**Excerpted data:**
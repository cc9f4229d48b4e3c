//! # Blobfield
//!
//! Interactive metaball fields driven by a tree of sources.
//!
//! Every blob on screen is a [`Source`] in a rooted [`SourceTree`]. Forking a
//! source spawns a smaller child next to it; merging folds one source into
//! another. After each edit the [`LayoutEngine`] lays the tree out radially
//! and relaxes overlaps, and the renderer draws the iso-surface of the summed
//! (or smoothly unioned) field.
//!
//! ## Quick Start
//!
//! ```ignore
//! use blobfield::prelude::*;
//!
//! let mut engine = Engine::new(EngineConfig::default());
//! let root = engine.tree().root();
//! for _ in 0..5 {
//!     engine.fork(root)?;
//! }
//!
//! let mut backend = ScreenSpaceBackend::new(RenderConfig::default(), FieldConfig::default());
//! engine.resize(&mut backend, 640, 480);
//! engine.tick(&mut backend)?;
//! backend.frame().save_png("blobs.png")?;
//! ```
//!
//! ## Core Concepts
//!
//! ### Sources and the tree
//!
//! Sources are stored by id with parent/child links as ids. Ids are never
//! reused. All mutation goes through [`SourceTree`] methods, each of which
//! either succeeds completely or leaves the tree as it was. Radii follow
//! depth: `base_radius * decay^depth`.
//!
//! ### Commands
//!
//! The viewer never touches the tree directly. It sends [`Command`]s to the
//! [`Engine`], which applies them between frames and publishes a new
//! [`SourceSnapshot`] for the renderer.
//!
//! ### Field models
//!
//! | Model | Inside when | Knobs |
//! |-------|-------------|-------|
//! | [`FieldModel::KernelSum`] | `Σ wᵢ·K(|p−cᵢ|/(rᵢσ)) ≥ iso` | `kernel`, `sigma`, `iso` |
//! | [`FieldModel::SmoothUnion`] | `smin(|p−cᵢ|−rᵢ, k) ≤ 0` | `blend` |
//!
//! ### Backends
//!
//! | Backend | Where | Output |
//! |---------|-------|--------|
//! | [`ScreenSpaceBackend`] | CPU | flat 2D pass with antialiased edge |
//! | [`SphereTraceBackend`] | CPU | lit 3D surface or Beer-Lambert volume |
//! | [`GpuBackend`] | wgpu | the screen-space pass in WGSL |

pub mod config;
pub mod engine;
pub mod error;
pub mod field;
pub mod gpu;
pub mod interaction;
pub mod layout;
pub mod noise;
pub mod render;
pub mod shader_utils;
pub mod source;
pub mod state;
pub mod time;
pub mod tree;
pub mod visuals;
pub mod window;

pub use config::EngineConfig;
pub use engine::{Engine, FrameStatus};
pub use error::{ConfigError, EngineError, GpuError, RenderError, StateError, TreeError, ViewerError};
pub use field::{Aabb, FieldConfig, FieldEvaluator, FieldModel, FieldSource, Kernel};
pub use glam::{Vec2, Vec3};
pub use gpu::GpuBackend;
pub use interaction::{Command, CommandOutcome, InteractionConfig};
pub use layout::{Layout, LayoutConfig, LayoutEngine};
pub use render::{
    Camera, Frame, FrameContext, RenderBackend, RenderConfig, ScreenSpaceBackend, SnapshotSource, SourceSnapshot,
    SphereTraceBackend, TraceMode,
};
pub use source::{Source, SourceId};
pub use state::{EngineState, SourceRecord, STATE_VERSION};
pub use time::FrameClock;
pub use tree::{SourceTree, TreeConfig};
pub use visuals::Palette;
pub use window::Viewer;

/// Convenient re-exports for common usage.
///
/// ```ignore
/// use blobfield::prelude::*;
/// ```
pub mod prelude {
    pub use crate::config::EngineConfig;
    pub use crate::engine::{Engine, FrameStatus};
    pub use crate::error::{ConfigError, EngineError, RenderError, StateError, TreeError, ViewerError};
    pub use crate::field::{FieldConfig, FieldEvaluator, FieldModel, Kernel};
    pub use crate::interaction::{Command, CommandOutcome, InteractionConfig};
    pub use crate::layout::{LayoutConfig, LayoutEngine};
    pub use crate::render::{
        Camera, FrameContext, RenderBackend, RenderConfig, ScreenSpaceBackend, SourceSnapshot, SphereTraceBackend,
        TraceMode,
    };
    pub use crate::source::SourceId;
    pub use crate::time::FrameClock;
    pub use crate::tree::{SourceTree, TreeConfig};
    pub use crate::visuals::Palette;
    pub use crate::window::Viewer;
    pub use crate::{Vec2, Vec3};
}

==

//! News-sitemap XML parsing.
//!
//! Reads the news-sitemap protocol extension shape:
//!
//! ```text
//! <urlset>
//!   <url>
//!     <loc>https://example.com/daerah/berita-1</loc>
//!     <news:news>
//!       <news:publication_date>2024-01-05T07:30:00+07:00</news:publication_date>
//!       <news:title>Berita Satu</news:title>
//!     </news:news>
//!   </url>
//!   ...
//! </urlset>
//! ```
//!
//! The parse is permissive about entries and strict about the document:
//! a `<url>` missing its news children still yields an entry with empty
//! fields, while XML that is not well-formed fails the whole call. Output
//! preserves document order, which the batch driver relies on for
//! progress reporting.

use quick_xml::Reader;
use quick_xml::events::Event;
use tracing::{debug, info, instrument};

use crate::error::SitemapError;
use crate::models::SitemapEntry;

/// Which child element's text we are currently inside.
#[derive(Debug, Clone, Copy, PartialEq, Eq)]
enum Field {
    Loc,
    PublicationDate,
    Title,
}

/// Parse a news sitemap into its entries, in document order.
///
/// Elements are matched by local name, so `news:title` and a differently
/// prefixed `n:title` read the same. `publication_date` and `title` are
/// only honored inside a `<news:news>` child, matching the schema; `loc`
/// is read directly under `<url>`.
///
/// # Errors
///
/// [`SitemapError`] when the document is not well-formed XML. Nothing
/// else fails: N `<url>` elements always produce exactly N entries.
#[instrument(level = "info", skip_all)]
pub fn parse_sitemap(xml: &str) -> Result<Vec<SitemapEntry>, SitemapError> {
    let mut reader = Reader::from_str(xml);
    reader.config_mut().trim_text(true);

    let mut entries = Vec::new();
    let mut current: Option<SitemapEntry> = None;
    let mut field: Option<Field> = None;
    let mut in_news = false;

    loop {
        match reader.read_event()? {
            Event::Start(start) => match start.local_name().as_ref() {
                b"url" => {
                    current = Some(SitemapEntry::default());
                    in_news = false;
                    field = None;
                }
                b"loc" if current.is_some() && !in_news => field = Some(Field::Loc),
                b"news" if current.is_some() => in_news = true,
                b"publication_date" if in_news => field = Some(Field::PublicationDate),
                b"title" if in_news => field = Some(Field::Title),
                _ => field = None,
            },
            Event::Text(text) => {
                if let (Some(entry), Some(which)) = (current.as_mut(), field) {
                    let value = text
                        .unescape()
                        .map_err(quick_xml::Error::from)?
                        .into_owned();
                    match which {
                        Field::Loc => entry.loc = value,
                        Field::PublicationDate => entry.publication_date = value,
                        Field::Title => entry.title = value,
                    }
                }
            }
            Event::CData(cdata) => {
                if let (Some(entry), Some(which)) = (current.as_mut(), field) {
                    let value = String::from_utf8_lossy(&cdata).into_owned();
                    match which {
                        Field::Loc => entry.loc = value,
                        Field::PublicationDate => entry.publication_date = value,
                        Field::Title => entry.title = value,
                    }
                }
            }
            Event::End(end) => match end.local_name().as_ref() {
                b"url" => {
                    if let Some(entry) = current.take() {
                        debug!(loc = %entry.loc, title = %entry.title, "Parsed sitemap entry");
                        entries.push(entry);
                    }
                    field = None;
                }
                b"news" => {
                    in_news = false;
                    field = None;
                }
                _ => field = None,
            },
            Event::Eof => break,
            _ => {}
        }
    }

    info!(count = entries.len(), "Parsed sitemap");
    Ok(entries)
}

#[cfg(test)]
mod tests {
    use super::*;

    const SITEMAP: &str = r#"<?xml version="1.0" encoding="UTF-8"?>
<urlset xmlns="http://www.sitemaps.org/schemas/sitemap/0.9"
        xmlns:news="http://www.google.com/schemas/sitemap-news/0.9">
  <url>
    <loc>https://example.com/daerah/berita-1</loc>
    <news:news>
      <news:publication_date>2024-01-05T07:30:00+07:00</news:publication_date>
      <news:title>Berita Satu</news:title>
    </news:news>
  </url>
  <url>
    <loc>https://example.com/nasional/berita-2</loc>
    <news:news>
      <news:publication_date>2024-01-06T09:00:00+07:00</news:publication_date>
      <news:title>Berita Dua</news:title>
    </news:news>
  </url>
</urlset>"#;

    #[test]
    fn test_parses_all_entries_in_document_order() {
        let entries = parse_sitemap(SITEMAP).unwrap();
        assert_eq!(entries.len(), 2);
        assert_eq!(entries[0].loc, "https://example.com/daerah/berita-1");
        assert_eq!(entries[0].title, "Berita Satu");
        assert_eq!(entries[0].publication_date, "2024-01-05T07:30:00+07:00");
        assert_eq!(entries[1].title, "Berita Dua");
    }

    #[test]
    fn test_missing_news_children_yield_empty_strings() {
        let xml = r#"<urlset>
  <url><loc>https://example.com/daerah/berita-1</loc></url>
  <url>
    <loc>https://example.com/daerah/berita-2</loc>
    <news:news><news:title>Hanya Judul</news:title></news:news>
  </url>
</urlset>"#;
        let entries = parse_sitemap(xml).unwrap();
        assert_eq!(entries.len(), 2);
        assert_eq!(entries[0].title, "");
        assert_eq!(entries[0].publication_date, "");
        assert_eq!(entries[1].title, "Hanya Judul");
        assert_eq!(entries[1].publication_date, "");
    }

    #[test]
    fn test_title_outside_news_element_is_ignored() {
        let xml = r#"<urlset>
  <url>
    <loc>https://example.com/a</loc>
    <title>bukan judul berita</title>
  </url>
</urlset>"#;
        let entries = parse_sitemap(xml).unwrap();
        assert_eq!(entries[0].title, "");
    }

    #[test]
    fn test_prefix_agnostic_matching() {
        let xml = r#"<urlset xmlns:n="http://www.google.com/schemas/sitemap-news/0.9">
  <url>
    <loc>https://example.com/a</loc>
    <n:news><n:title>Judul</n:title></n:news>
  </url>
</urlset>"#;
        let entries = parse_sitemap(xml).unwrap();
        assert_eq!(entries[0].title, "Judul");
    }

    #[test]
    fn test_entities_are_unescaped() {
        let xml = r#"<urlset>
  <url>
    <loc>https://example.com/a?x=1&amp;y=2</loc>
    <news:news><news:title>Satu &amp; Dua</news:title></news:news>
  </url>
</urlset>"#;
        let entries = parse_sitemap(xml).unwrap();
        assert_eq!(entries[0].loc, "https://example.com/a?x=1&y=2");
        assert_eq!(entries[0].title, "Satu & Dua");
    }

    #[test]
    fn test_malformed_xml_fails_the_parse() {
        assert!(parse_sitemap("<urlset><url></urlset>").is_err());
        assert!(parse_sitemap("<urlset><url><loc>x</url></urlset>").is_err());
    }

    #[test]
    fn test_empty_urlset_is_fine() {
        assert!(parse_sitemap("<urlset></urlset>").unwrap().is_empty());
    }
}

**Problem statement:**
Your reply is to repeat, unchanged, the lines above running from the one with "only honored inside" up to and including the one with "exactly N entries.".

**Reply to the task:**
/// only honored inside a `<news:news>` child, matching the schema; `loc`
/// is read directly under `<url>`.
///
/// # Errors
///
/// [`SitemapError`] when the document is not well-formed XML. Nothing
/// else fails: N `<url>` elements always produce exactly N entries.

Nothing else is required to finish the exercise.